8. Il résulte de tout ce qui précède, sans qu'il soit besoin d'examiner la recevabilité de sa requête de première instance, que M. B... n'est pas fondé à soutenir que c'est à tort, que par le jugement attaqué, le tribunal administratif de Nîmes a rejeté ses demandes.
Sur les frais de l'instance :
9. Les dispositions de l'article L. 761-1 du code de justice administrative font obstacle à ce que soit mise à la charge de l'Etat, qui n'est pas la partie perdante dans la présente instance, la somme que demande M. B... au titre des frais exposés et non compris dans les dépens.
D E C I D E :
Article 1er : La requête de M. B... est rejetée.
Article 2 : Le présent arrêt sera notifié à M. A... B... et au ministre de l'éducation nationale et de la jeunesse.
Copie en sera adressée à la rectrice de la région académique Occitanie.

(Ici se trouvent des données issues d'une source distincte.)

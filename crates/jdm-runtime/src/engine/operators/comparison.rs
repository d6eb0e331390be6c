//! Ordering comparisons and interval membership

use crate::error::{Result, RuntimeError};
use jdm_core::ast::Operator;
use jdm_core::Value;
use std::cmp::Ordering;

/// Execute an ordering comparison (`<`, `<=`, `>`, `>=`)
pub(crate) fn execute_compare(left: &Value, op: Operator, right: &Value) -> Result<bool> {
    // A missing value never satisfies an ordering
    if left.is_null() || right.is_null() {
        tracing::debug!(
            "Null comparison: {} {} {}, returning false",
            left,
            op.symbol(),
            right
        );
        return Ok(false);
    }

    let ordering = match (left, right) {
        (Value::Number(l), Value::Number(r)) => l.partial_cmp(r),
        (Value::String(l), Value::String(r)) => Some(l.cmp(r)),
        _ => {
            return Err(RuntimeError::TypeError(format!(
                "Cannot compare {} and {} with '{}'",
                left.type_name(),
                right.type_name(),
                op.symbol()
            )))
        }
    };

    // NaN is unordered: every ordering is false
    let Some(ordering) = ordering else {
        return Ok(false);
    };

    match op {
        Operator::Lt => Ok(ordering == Ordering::Less),
        Operator::Le => Ok(ordering != Ordering::Greater),
        Operator::Gt => Ok(ordering == Ordering::Greater),
        Operator::Ge => Ok(ordering != Ordering::Less),
        other => Err(RuntimeError::InvalidOperation(format!(
            "'{}' is not an ordering operator",
            other.symbol()
        ))),
    }
}

/// Whether `value` lies in the interval `start..end` with the given bounds
pub(crate) fn interval_contains(
    value: &Value,
    start: &Value,
    end: &Value,
    start_inclusive: bool,
    end_inclusive: bool,
) -> Result<bool> {
    let lower = if start_inclusive { Operator::Ge } else { Operator::Gt };
    let upper = if end_inclusive { Operator::Le } else { Operator::Lt };

    Ok(execute_compare(value, lower, start)? && execute_compare(value, upper, end)?)
}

Délibéré après l'audience du 24 janvier 2023, à laquelle siégeaient :
Mme Geslan-Demaret, présidente de chambre,
Mme Blin, présidente assesseure,
M. Teulière, premier conseiller.
Rendu public par mise à disposition au greffe le 7 février 2023.
La rapporteure,
A. Blin
La présidente,
A. Geslan-Demaret
La greffière,
M-M. Maillat
La République mande et ordonne au ministre de l'éducation nationale et de la jeunesse en ce qui le concerne, et à tous commissaires de justice à ce requis, en ce qui concerne les voies de droit commun contre les parties privées, de pourvoir à l'exécution du présent arrêt.